Saturday, November 19, 2005

The president and the press

Here's an article I really recommend that you read. It's published in The Nation and it's entitled, "Bush's War on the Press" by John Nichols & Robert W. McChesney. Here's a sample:

Corrupting PBS. Tomlinson's tenure at the CPB, which annually distributes $400 million in federal funding to broadcast outlets, was characterized by an assault on the news operations of the Public Broadcasting Service in general, and Moyers in particular, for airing dissenting voices and preparing investigative reports on the Administration. His goal was clearly to fire a shot across the bow of all public stations so managers would shy away from the sort of investigative journalism that might expose Bush Administration malfeasance. On November 15, on the heels of Tomlinson's resignation, the CPB's inspector general issued a sixty-seven-page report documenting Tomlinson's repeated violations of the Public Broadcasting Act, CPB rules and the CPB code of ethics with his political meddling, though it stopped short of calling for prosecution, or of examining the link between Tomlinson's actions and White House directives.

Faking TV News. Under Bush Administration directives, at least twenty federal agencies have produced and distributed scores, perhaps hundreds, of "video news segments" out of a $254 million slush fund. These bogus and deceptive stories have been broadcast on TV stations nationwide without any acknowledgment that they were prepared by the government rather than local journalists. The segments--which trumpet Administration "successes," promote its controversial line on issues like Medicare reform and feature Americans "thanking" Bush--have been labeled "covert propaganda" by the Government Accountability Office.

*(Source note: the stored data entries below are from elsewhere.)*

//! Gemini backend for the Generative Language REST API.
//!
//! Streaming uses `models/{model}:streamGenerateContent?alt=sse`; every SSE event carries a
//! full `GenerateContentResponse` whose candidate text is the next chunk.

use async_trait::async_trait;
use base64::{engine::general_purpose::STANDARD, Engine as _};
use eventsource_stream::Eventsource;
use futures::StreamExt;
use reqwest::Client;
use serde::{Deserialize, Serialize};
use tracing::debug;

use super::{LanguageModel, LlmError, Part, Prompt, ResponseFormat, Role, TextStream};

const CONNECT_TIMEOUT_SECS: u64 = 10;

/// Wraps the Gemini REST API. Cheap to clone; shares one connection pool.
#[derive(Clone)]
pub struct GeminiClient {
    client: Client,
    api_key: String,
    base_url: String,
}

impl GeminiClient {
    pub fn new(api_key: String, base_url: impl Into<String>) -> Result<Self, LlmError> {
        // No total timeout: streams may legitimately run for a long time. The request
        // ceiling is enforced by the relay.
        let client = Client::builder()
            .connect_timeout(std::time::Duration::from_secs(CONNECT_TIMEOUT_SECS))
            .build()?;
        Ok(Self {
            client,
            api_key,
            base_url: base_url.into().trim_end_matches('/').to_string(),
        })
    }

    fn endpoint(&self, model: &str, method: &str) -> String {
        format!("{}/models/{}:{}", self.base_url, model, method)
    }

    async fn send(
        &self,
        url: String,
        prompt: &Prompt,
        format: ResponseFormat,
    ) -> Result<reqwest::Response, LlmError> {
        let body = GenerateContentRequest::from_prompt(prompt, format);

        let response = self
            .client
            .post(url)
            .header("x-goog-api-key", &self.api_key)
            .json(&body)
            .send()
            .await?;

        let status = response.status();
        if !status.is_success() {
            let body = response.text().await.unwrap_or_default();
            let message = serde_json::from_str::<GeminiError>(&body)
                .map(|e| e.error.message)
                .unwrap_or(body);
            return Err(LlmError::Api {
                status: status.as_u16(),
                message,
            });
        }

        Ok(response)
    }
}

#[async_trait]
impl LanguageModel for GeminiClient {
    async fn stream(
        &self,
        model: &str,
        prompt: &Prompt,
        format: ResponseFormat,
    ) -> Result<TextStream, LlmError> {
        let url = format!("{}?alt=sse", self.endpoint(model, "streamGenerateContent"));
        let response = self.send(url, prompt, format).await?;
        debug!("Gemini stream opened for model {model}");

        let chunks = response
            .bytes_stream()
            .eventsource()
            .filter_map(|event| async move {
                match event {
                    Ok(event) => match parse_chunk(&event.data) {
                        Ok(Some(text)) => Some(Ok(text)),
                        Ok(None) => None,
                        Err(e) => Some(Err(e)),
                    },
                    Err(e) => Some(Err(LlmError::Stream(e.to_string()))),
                }
            });

        Ok(Box::pin(chunks))
    }

    async fn generate(
        &self,
        model: &str,
        prompt: &Prompt,
        format: ResponseFormat,
    ) -> Result<String, LlmError> {
        let response = self
            .send(self.endpoint(model, "generateContent"), prompt, format)
            .await?;
        let body: GenerateContentResponse = response.json().await?;

        if let Some(usage) = &body.usage_metadata {
            debug!(
                "Gemini call succeeded: prompt_tokens={}, output_tokens={}",
                usage.prompt_token_count, usage.candidates_token_count
            );
        }

        body.into_text()?.ok_or(LlmError::EmptyContent)
    }
}

/// Decodes one SSE payload. Returns `None` for events that carry no text
/// (e.g. a final event with only usage metadata).
fn parse_chunk(data: &str) -> Result<Option<String>, LlmError> {
    let data = data.trim();
    if data.is_empty() {
        return Ok(None);
    }
    let response: GenerateContentResponse = serde_json::from_str(data)?;
    response.into_text()
}

// ────────────────────────────────────────────────────────────────────────────
// Wire types
// ────────────────────────────────────────────────────────────────────────────

#[derive(Debug, Serialize)]
#[serde(rename_all = "camelCase")]
struct GenerateContentRequest<'a> {
    contents: Vec<Content<'a>>,
    #[serde(skip_serializing_if = "Option::is_none")]
    system_instruction: Option<Content<'a>>,
    #[serde(skip_serializing_if = "Option::is_none")]
    generation_config: Option<GenerationConfig>,
}

impl<'a> GenerateContentRequest<'a> {
    fn from_prompt(prompt: &'a Prompt, format: ResponseFormat) -> Self {
        let contents = prompt
            .messages
            .iter()
            .map(|message| Content {
                role: Some(match message.role {
                    Role::User => "user",
                    Role::Assistant => "model",
                }),
                parts: message.parts.iter().map(WirePart::from).collect(),
            })
            .collect();

        let system_instruction = prompt.system.as_deref().map(|text| Content {
            role: None,
            parts: vec![WirePart::Text { text }],
        });

        let config = GenerationConfig {
            response_mime_type: match format {
                ResponseFormat::Text => None,
                ResponseFormat::Json => Some("application/json"),
            },
            temperature: prompt.sampling.temperature,
            top_p: prompt.sampling.top_p,
            top_k: prompt.sampling.top_k,
        };
        let generation_config = (!config.is_empty()).then_some(config);

        Self {
            contents,
            system_instruction,
            generation_config,
        }
    }
}

#[derive(Debug, Serialize)]
struct Content<'a> {
    #[serde(skip_serializing_if = "Option::is_none")]
    role: Option<&'static str>,
    parts: Vec<WirePart<'a>>,
}

#[derive(Debug, Serialize)]
#[serde(untagged)]
enum WirePart<'a> {
    Text {
        text: &'a str,
    },
    Inline {
        #[serde(rename = "inlineData")]
        inline_data: InlineData<'a>,
    },
}

impl<'a> From<&'a Part> for WirePart<'a> {
    fn from(part: &'a Part) -> Self {
        match part {
            Part::Text(text) => WirePart::Text { text },
            Part::File { data, mime_type } => WirePart::Inline {
                inline_data: InlineData {
                    mime_type,
                    data: STANDARD.encode(data),
                },
            },
        }
    }
}

#[derive(Debug, Serialize)]
#[serde(rename_all = "camelCase")]
struct InlineData<'a> {
    mime_type: &'a str,
    data: String,
}

#[derive(Debug, Serialize)]
#[serde(rename_all = "camelCase")]
struct GenerationConfig {
    #[serde(skip_serializing_if = "Option::is_none")]
    response_mime_type: Option<&'static str>,
    #[serde(skip_serializing_if = "Option::is_none")]
    temperature: Option<f64>,
    #[serde(skip_serializing_if = "Option::is_none")]
    top_p: Option<f64>,
    #[serde(skip_serializing_if = "Option::is_none")]
    top_k: Option<u32>,
}

impl GenerationConfig {
    fn is_empty(&self) -> bool {
        self.response_mime_type.is_none()
            && self.temperature.is_none()
            && self.top_p.is_none()
            && self.top_k.is_none()
    }
}

#[derive(Debug, Deserialize)]
#[serde(rename_all = "camelCase")]
struct GenerateContentResponse {
    #[serde(default)]
    candidates: Vec<Candidate>,
    prompt_feedback: Option<PromptFeedback>,
    usage_metadata: Option<UsageMetadata>,
}

impl GenerateContentResponse {
    fn into_text(self) -> Result<Option<String>, LlmError> {
        if let Some(reason) = self.prompt_feedback.and_then(|f| f.block_reason) {
            return Err(LlmError::Blocked(reason));
        }

        let text: String = self
            .candidates
            .into_iter()
            .next()
            .and_then(|c| c.content)
            .map(|content| {
                content
                    .parts
                    .into_iter()
                    .filter_map(|p| p.text)
                    .collect::<String>()
            })
            .unwrap_or_default();

        Ok(if text.is_empty() { None } else { Some(text) })
    }
}

#[derive(Debug, Deserialize)]
struct Candidate {
    content: Option<CandidateContent>,
}

#[derive(Debug, Deserialize)]
struct CandidateContent {
    #[serde(default)]
    parts: Vec<CandidatePart>,
}

#[derive(Debug, Deserialize)]
struct CandidatePart {
    text: Option<String>,
}

#[derive(Debug, Deserialize)]
#[serde(rename_all = "camelCase")]
struct PromptFeedback {
    block_reason: Option<String>,
}

#[derive(Debug, Deserialize)]
#[serde(rename_all = "camelCase")]
struct UsageMetadata {
    #[serde(default)]
    prompt_token_count: u32,
    #[serde(default)]
    candidates_token_count: u32,
}

#[derive(Debug, Deserialize)]
struct GeminiError {
    error: GeminiErrorBody,
}

#[derive(Debug, Deserialize)]
struct GeminiErrorBody {
    message: String,
}

#[cfg(test)]
mod tests {
    use super::*;
    use crate::llm_client::{Message, Sampling};
    use bytes::Bytes;
    use serde_json::json;
    use wiremock::matchers::{body_partial_json, header, method, path, query_param};
    use wiremock::{Mock, MockServer, ResponseTemplate};

    fn sse_body(chunks: &[&str]) -> String {
        chunks
            .iter()
            .map(|text| {
                let event = json!({
                    "candidates": [{
                        "content": { "role": "model", "parts": [{ "text": text }] }
                    }]
                });
                format!("data: {event}\r\n\r\n")
            })
            .collect()
    }

    async fn collect(mut stream: TextStream) -> Vec<String> {
        let mut out = Vec::new();
        while let Some(chunk) = stream.next().await {
            out.push(chunk.unwrap());
        }
        out
    }

    #[test]
    fn test_parse_chunk_concatenates_parts() {
        let data = r#"{"candidates":[{"content":{"parts":[{"text":"Hello"},{"text":", world"}]}}]}"#;
        assert_eq!(parse_chunk(data).unwrap().as_deref(), Some("Hello, world"));
    }

    #[test]
    fn test_parse_chunk_skips_usage_only_events() {
        let data = r#"{"usageMetadata":{"promptTokenCount":10,"candidatesTokenCount":5}}"#;
        assert_eq!(parse_chunk(data).unwrap(), None);
    }

    #[test]
    fn test_parse_chunk_reports_blocked_prompts() {
        let data = r#"{"promptFeedback":{"blockReason":"SAFETY"}}"#;
        assert!(matches!(parse_chunk(data), Err(LlmError::Blocked(r)) if r == "SAFETY"));
    }

    #[test]
    fn test_document_part_is_sent_inline() {
        let prompt = Prompt {
            system: Some("system text".to_string()),
            messages: vec![Message {
                role: Role::User,
                parts: vec![
                    Part::Text("Analyze this".to_string()),
                    Part::File {
                        data: Bytes::from_static(b"%PDF-1.4"),
                        mime_type: "application/pdf".to_string(),
                    },
                ],
            }],
            sampling: Sampling::default(),
        };
        let body = serde_json::to_value(GenerateContentRequest::from_prompt(
            &prompt,
            ResponseFormat::Json,
        ))
        .unwrap();

        assert_eq!(body["contents"][0]["role"], "user");
        assert_eq!(body["contents"][0]["parts"][0]["text"], "Analyze this");
        assert_eq!(
            body["contents"][0]["parts"][1]["inlineData"]["mimeType"],
            "application/pdf"
        );
        assert_eq!(
            body["contents"][0]["parts"][1]["inlineData"]["data"],
            STANDARD.encode(b"%PDF-1.4")
        );
        assert_eq!(body["systemInstruction"]["parts"][0]["text"], "system text");
        assert_eq!(
            body["generationConfig"]["responseMimeType"],
            "application/json"
        );
    }

    #[test]
    fn test_sampling_goes_into_generation_config() {
        let prompt = Prompt::text("hello").with_sampling(Sampling {
            temperature: Some(0.6),
            top_p: Some(1.0),
            top_k: Some(40),
        });
        let body = serde_json::to_value(GenerateContentRequest::from_prompt(
            &prompt,
            ResponseFormat::Text,
        ))
        .unwrap();

        assert_eq!(
            body["generationConfig"],
            json!({ "temperature": 0.6, "topP": 1.0, "topK": 40 })
        );
    }

    #[test]
    fn test_plain_text_request_has_no_generation_config() {
        let body = serde_json::to_value(GenerateContentRequest::from_prompt(
            &Prompt::text("hello"),
            ResponseFormat::Text,
        ))
        .unwrap();
        assert!(body.get("generationConfig").is_none());
    }

    #[tokio::test]
    async fn test_stream_yields_chunks_in_order() {
        let server = MockServer::start().await;
        Mock::given(method("POST"))
            .and(path("/models/gemini-2.0-flash:streamGenerateContent"))
            .and(query_param("alt", "sse"))
            .and(header("x-goog-api-key", "test-key"))
            .respond_with(
                ResponseTemplate::new(200)
                    .insert_header("content-type", "text/event-stream")
                    .set_body_string(sse_body(&["# Candidate", " Profile", "\n\n- Rust"])),
            )
            .mount(&server)
            .await;

        let client = GeminiClient::new("test-key".to_string(), server.uri()).unwrap();
        let stream = client
            .stream("gemini-2.0-flash", &Prompt::text("analyze"), ResponseFormat::Text)
            .await
            .unwrap();

        assert_eq!(
            collect(stream).await,
            vec!["# Candidate", " Profile", "\n\n- Rust"]
        );
    }

    #[tokio::test]
    async fn test_api_error_is_not_retried() {
        let server = MockServer::start().await;
        Mock::given(method("POST"))
            .respond_with(ResponseTemplate::new(503).set_body_json(json!({
                "error": { "code": 503, "message": "The model is overloaded.", "status": "UNAVAILABLE" }
            })))
            .expect(1)
            .mount(&server)
            .await;

        let client = GeminiClient::new("test-key".to_string(), server.uri()).unwrap();
        let result = client
            .generate("gemini-2.0-flash", &Prompt::text("hi"), ResponseFormat::Text)
            .await;

        match result {
            Err(LlmError::Api { status, message }) => {
                assert_eq!(status, 503);
                assert_eq!(message, "The model is overloaded.");
            }
            other => panic!("expected API error, got {other:?}"),
        }
    }

    #[tokio::test]
    async fn test_generate_requests_json_mode() {
        let server = MockServer::start().await;
        Mock::given(method("POST"))
            .and(path("/models/gemini-2.0-flash:generateContent"))
            .and(body_partial_json(json!({
                "generationConfig": { "responseMimeType": "application/json" }
            })))
            .respond_with(ResponseTemplate::new(200).set_body_json(json!({
                "candidates": [{ "content": { "parts": [{ "text": "{\"items\":[]}" }] } }],
                "usageMetadata": { "promptTokenCount": 3, "candidatesTokenCount": 4 }
            })))
            .mount(&server)
            .await;

        let client = GeminiClient::new("test-key".to_string(), server.uri()).unwrap();
        let text = client
            .generate("gemini-2.0-flash", &Prompt::text("hi"), ResponseFormat::Json)
            .await
            .unwrap();
        assert_eq!(text, "{\"items\":[]}");
    }
}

Paying Off Pundits. The Administration has made under-the-table payments to at least three pundits to sing its praises, including Armstrong Williams, the conservative columnist who collected $240,000 from the Education Department and then cheered on the ill-conceived No Child Left Behind Act.


More examples are given including turning press conferences into charades, gutting the Freedom of Information Act, obscuring the Iraq war and pushing media monopoly.